--- ACTIVITY ---
Collect all lines from the records below that include the word "Result".

--- INPUT DATA ---
======

//! Relay server setup and the forwarding handler.
//!
//! # Responsibilities
//! - Create the Axum router mounting the relay prefix
//! - Wire up middleware (tracing, request ID)
//! - Forward requests to the upstream with a shared hyper client
//! - Stream upstream responses back, minus hop-by-hop hygiene
//!
//! # Design Decisions
//! - Exactly GET/POST/PUT/PATCH/DELETE are wired; anything else gets 405.
//!   Axum routes HEAD through GET handlers, so the handler turns HEAD away
//!   itself on top of the `MethodFilter` union.
//! - Target paths come from the raw request URI, not a `Path` capture, so
//!   percent-encoded segments cross the relay untouched.
//! - Single attempt, no retries, no configured timeout; redirects are
//!   relayed raw for the caller to follow
//! - Dropping the handler future on client disconnect cancels the in-flight
//!   upstream call, so nothing leaks past the inbound connection's lifetime

use std::sync::Arc;

use axum::{
    body::Body,
    extract::State,
    http::{header, Method, Request, StatusCode, Uri},
    response::{IntoResponse, Response},
    routing::{on, MethodFilter},
    Router,
};
use hyper_util::{
    client::legacy::{connect::HttpConnector, Client},
    rt::TokioExecutor,
};
use tokio::net::TcpListener;
use tower_http::{
    request_id::{MakeRequestUuid, PropagateRequestIdLayer, SetRequestIdLayer},
    trace::TraceLayer,
};

use crate::config::RelayConfig;
use crate::relay::error::RelayFailure;
use crate::relay::forward;
use crate::resolve::RELAY_PREFIX;

/// Application state injected into the handler.
#[derive(Clone)]
pub struct AppState {
    pub config: Arc<RelayConfig>,
    pub client: Client<HttpConnector, Body>,
}

/// HTTP server hosting the request relay.
pub struct RelayServer {
    router: Router,
    config: Arc<RelayConfig>,
}

impl RelayServer {
    /// Create a new relay server with the given configuration.
    pub fn new(config: RelayConfig) -> Self {
        let config = Arc::new(config);
        let client = Client::builder(TokioExecutor::new()).build(HttpConnector::new());

        let state = AppState {
            config: config.clone(),
            client,
        };

        let router = Self::build_router(state);
        Self { router, config }
    }

    /// Build the Axum router with all middleware layers.
    fn build_router(state: AppState) -> Router {
        let verbs = MethodFilter::GET
            .or(MethodFilter::POST)
            .or(MethodFilter::PUT)
            .or(MethodFilter::PATCH)
            .or(MethodFilter::DELETE);

        Router::new()
            .route(RELAY_PREFIX, on(verbs, relay_handler))
            .route(&format!("{RELAY_PREFIX}/{{*path}}"), on(verbs, relay_handler))
            .with_state(state)
            .layer(PropagateRequestIdLayer::x_request_id())
            .layer(TraceLayer::new_for_http())
            .layer(SetRequestIdLayer::x_request_id(MakeRequestUuid))
    }

    /// Run the server, accepting connections on the given listener.
    pub async fn run(self, listener: TcpListener) -> Result<(), std::io::Error> {
        let addr = listener.local_addr()?;
        tracing::info!(
            address = %addr,
            upstream = %self.config.upstream.base_url,
            "relay starting"
        );

        axum::serve(listener, self.router)
            .with_graceful_shutdown(shutdown_signal())
            .await?;

        tracing::info!("relay stopped");
        Ok(())
    }

    /// Get a reference to the config.
    pub fn config(&self) -> &RelayConfig {
        &self.config
    }
}

/// Forward one inbound request to the upstream and relay the response.
async fn relay_handler(State(state): State<AppState>, request: Request<Body>) -> Response {
    let (parts, body) = request.into_parts();

    // MethodFilter::GET also routes HEAD here; the relay wires exactly the
    // five verbs, so HEAD is turned away like any other unwired method.
    if parts.method == Method::HEAD {
        return StatusCode::METHOD_NOT_ALLOWED.into_response();
    }

    // The raw (still percent-encoded) path is taken from the request URI
    // rather than a `Path` capture, which would decode it and corrupt
    // encoded segments on re-parse.
    let path = forward::raw_capture(parts.uri.path());
    let target = forward::target_url(&state.config.upstream.base_url, path, parts.uri.query());

    tracing::debug!(
        method = %parts.method,
        target_url = %target,
        "relaying request"
    );

    // Non-GET/HEAD bodies are buffered fully before forwarding; an empty
    // buffer is forwarded as no body rather than an explicit empty payload.
    let body_bytes = if forward::method_takes_body(&parts.method) {
        match axum::body::to_bytes(body, state.config.listener.max_body_bytes).await {
            Ok(bytes) => Some(bytes),
            Err(err) => {
                tracing::warn!(target_url = %target, error = %err, "failed to read inbound body");
                return (StatusCode::BAD_REQUEST, "Failed to read request body").into_response();
            }
        }
    } else {
        None
    };

    let uri: Uri = match target.parse() {
        Ok(uri) => uri,
        Err(err) => {
            tracing::error!(target_url = %target, error = %err, "invalid target URL");
            return RelayFailure::new(err.to_string(), target).into_response();
        }
    };

    let mut builder = Request::builder().method(parts.method.clone()).uri(uri);
    if let Some(headers) = builder.headers_mut() {
        *headers = forward::forward_headers(&parts.headers);
    }

    let outbound_body = match body_bytes {
        Some(bytes) if !bytes.is_empty() => Body::from(bytes),
        _ => Body::empty(),
    };
    let outbound = match builder.body(outbound_body) {
        Ok(request) => request,
        Err(err) => {
            tracing::error!(target_url = %target, error = %err, "failed to build outbound request");
            return RelayFailure::new(err.to_string(), target).into_response();
        }
    };

    // The hyper client performs a single attempt: no redirect following and
    // no caching, so 3xx responses reach the caller untouched.
    match state.client.request(outbound).await {
        Ok(response) => {
            let (mut parts, body) = response.into_parts();
            // The body crossed the wire uncompressed (identity was forced on
            // the upstream hop); re-declaring an encoding would make it
            // unreadable for the final client.
            parts.headers.remove(header::CONTENT_ENCODING);
            Response::from_parts(parts, Body::new(body))
        }
        Err(err) => {
            tracing::error!(target_url = %target, error = %err, "upstream request failed");
            RelayFailure::new(err.to_string(), target).into_response()
        }
    }
}

/// Wait for shutdown signal (Ctrl+C).
async fn shutdown_signal() {
    if let Err(err) = tokio::signal::ctrl_c().await {
        tracing::error!(error = %err, "failed to install Ctrl+C handler");
        return;
    }
    tracing::info!("shutdown signal received");
}
//! Backend request relay and endpoint resolution.
//!
//! The real API for this application lives on a separate backend origin.
//! This crate provides the edge pieces that sit between the UI layer and
//! that backend: a relay that forwards `/api/proxy/*` requests upstream,
//! the resolver that decides which concrete URL a logical path maps to,
//! and a small typed client built on top of the resolver.

pub mod client;
pub mod config;
pub mod observability;
pub mod relay;
pub mod resolve;

pub use config::RelayConfig;
pub use relay::RelayServer;
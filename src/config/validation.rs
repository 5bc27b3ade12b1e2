//! Semantic configuration checks.
//!
//! Serde handles syntax; this module rejects configs that parse but cannot
//! work: unparseable bind addresses, relative base URLs, a zero body limit.
//! All problems are collected so the operator sees everything at once.

use std::net::SocketAddr;

use thiserror::Error;
use url::Url;

use crate::config::schema::RelayConfig;

/// A single semantic problem in the configuration.
#[derive(Debug, Error)]
pub enum ValidationError {
    #[error("listener.bind_address '{0}' is not a valid socket address")]
    BindAddress(String),

    #[error("{field} must be an absolute http(s) URL, got '{value}'")]
    BaseUrl { field: &'static str, value: String },

    #[error("listener.max_body_bytes must be non-zero")]
    BodyLimit,
}

/// Validate a configuration, returning every problem found.
pub fn validate_config(config: &RelayConfig) -> Result<(), Vec<ValidationError>> {
    let mut errors = Vec::new();

    if config.listener.bind_address.parse::<SocketAddr>().is_err() {
        errors.push(ValidationError::BindAddress(
            config.listener.bind_address.clone(),
        ));
    }

    for (field, value) in [
        ("upstream.base_url", &config.upstream.base_url),
        ("site.origin", &config.site.origin),
    ] {
        if !is_http_url(value) {
            errors.push(ValidationError::BaseUrl {
                field,
                value: value.clone(),
            });
        }
    }

    if config.listener.max_body_bytes == 0 {
        errors.push(ValidationError::BodyLimit);
    }

    if errors.is_empty() {
        Ok(())
    } else {
        Err(errors)
    }
}

fn is_http_url(value: &str) -> bool {
    matches!(Url::parse(value), Ok(url) if url.scheme() == "http" || url.scheme() == "https")
}
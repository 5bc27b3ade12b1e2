//! Shared utilities for relay and client integration tests.

use std::net::SocketAddr;

use axum::extract::Request;
use axum::http::{header, StatusCode};
use axum::response::IntoResponse;
use axum::routing::{any, get};
use axum::{Json, Router};
use serde_json::{json, Value};
use tokio::net::TcpListener;

use api_relay::{RelayConfig, RelayServer};

/// Start an echo backend on an ephemeral port.
///
/// Routes:
/// - any `/echo` and `/echo/{*rest}`: JSON with method, path, query, headers
///   and body as received
/// - `/redirect`: 302 with a Location header
/// - `/compressed`: 200 declaring a content-encoding it never applied
/// - `/empty`: 204
/// - `/plain` and `/plain-empty`: JSON text (or nothing) under `text/plain`
/// - `/error`: 500 with a plain body
pub async fn start_echo_backend() -> SocketAddr {
    let app = Router::new()
        .route("/echo", any(echo))
        .route("/echo/{*rest}", any(echo))
        .route("/redirect", get(redirect))
        .route("/compressed", get(compressed))
        .route("/empty", get(|| async { StatusCode::NO_CONTENT }))
        .route(
            "/plain",
            get(|| async {
                (
                    [(header::CONTENT_TYPE, "text/plain")],
                    r#"{"weeks":4,"focus":"system design"}"#,
                )
            }),
        )
        .route(
            "/plain-empty",
            get(|| async { ([(header::CONTENT_TYPE, "text/plain")], "") }),
        )
        .route(
            "/error",
            get(|| async { (StatusCode::INTERNAL_SERVER_ERROR, "backend exploded") }),
        );

    let listener = TcpListener::bind("127.0.0.1:0").await.unwrap();
    let addr = listener.local_addr().unwrap();

    tokio::spawn(async move {
        axum::serve(listener, app).await.unwrap();
    });

    addr
}

/// Start a relay on an ephemeral port, forwarding to the given upstream.
#[allow(dead_code)]
pub async fn start_relay(upstream: SocketAddr) -> SocketAddr {
    let mut config = RelayConfig::default();
    config.upstream.base_url = format!("http://{upstream}");

    let listener = TcpListener::bind("127.0.0.1:0").await.unwrap();
    let addr = listener.local_addr().unwrap();

    tokio::spawn(async move {
        RelayServer::new(config).run(listener).await.unwrap();
    });

    addr
}

/// Client that does not follow redirects, so raw 3xx relaying is observable.
#[allow(dead_code)]
pub fn no_redirect_client() -> reqwest::Client {
    reqwest::Client::builder()
        .redirect(reqwest::redirect::Policy::none())
        .build()
        .unwrap()
}

async fn echo(request: Request) -> Json<Value> {
    let (parts, body) = request.into_parts();
    let body = axum::body::to_bytes(body, 1024 * 1024).await.unwrap();

    let headers: serde_json::Map<String, Value> = parts
        .headers
        .iter()
        .map(|(name, value)| {
            (
                name.to_string(),
                Value::String(String::from_utf8_lossy(value.as_bytes()).into_owned()),
            )
        })
        .collect();

    Json(json!({
        "method": parts.method.as_str(),
        "path": parts.uri.path(),
        "query": parts.uri.query(),
        "headers": headers,
        "body": String::from_utf8_lossy(&body),
    }))
}

async fn redirect() -> impl IntoResponse {
    (StatusCode::FOUND, [(header::LOCATION, "/moved")])
}

async fn compressed() -> impl IntoResponse {
    (
        [
            (header::CONTENT_ENCODING, "gzip"),
            (header::CONTENT_TYPE, "text/plain"),
        ],
        "plain text that was never compressed",
    )
}
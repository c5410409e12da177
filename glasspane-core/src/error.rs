use thiserror::Error;

pub type CoreResult<T> = Result<T, CoreError>;

/// Error taxonomy for the rendering pipeline. Everything caused by
/// malformed or malicious provider input is recovered locally; only
/// `Surface` is fatal to a session, and nothing here is fatal to the host.
#[derive(Error, Debug, Clone, PartialEq)]
pub enum CoreError {
    /// Bad provenance or shape. Dropped and logged, no observable effect.
    #[error("Validation failure: {0}")]
    Validation(String),

    /// Allowlist miss, surfaced to the calling program as a rejected call.
    #[error("Operation '{operation}' is not in the session capability allowlist")]
    CapabilityDenied { operation: String },

    #[error("Rate limit exceeded: {max} calls per {window_secs}s window")]
    RateLimited { max: u32, window_secs: u64 },

    #[error("Host call timed out after {deadline_ms}ms")]
    Timeout { deadline_ms: u64 },

    /// The owning session was disposed while the call was outstanding.
    #[error("Call cancelled: session disposed")]
    Cancelled,

    #[error("Unsupported content type for resource '{uri}'")]
    UnsupportedContentType { uri: String },

    /// Uncaught fault in the provider program. The session moves to
    /// `Errored`; the fault never re-throws into the host.
    #[error("Script execution error: {0}")]
    Execution(String),

    /// The isolation primitive itself could not be instantiated. Fatal to
    /// the session, never to the host process.
    #[error("Surface creation failed: {0}")]
    Surface(String),

    /// The external tool collaborator failed or went away.
    #[error("Tool execution failed: {0}")]
    Tool(String),
}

======

--- ANSWER SPACE ---
    pub async fn run(self, listener: TcpListener) -> Result<(), std::io::Error> {
pub fn validate_config(config: &RelayConfig) -> Result<(), Vec<ValidationError>> {
pub type CoreResult<T> = Result<T, CoreError>;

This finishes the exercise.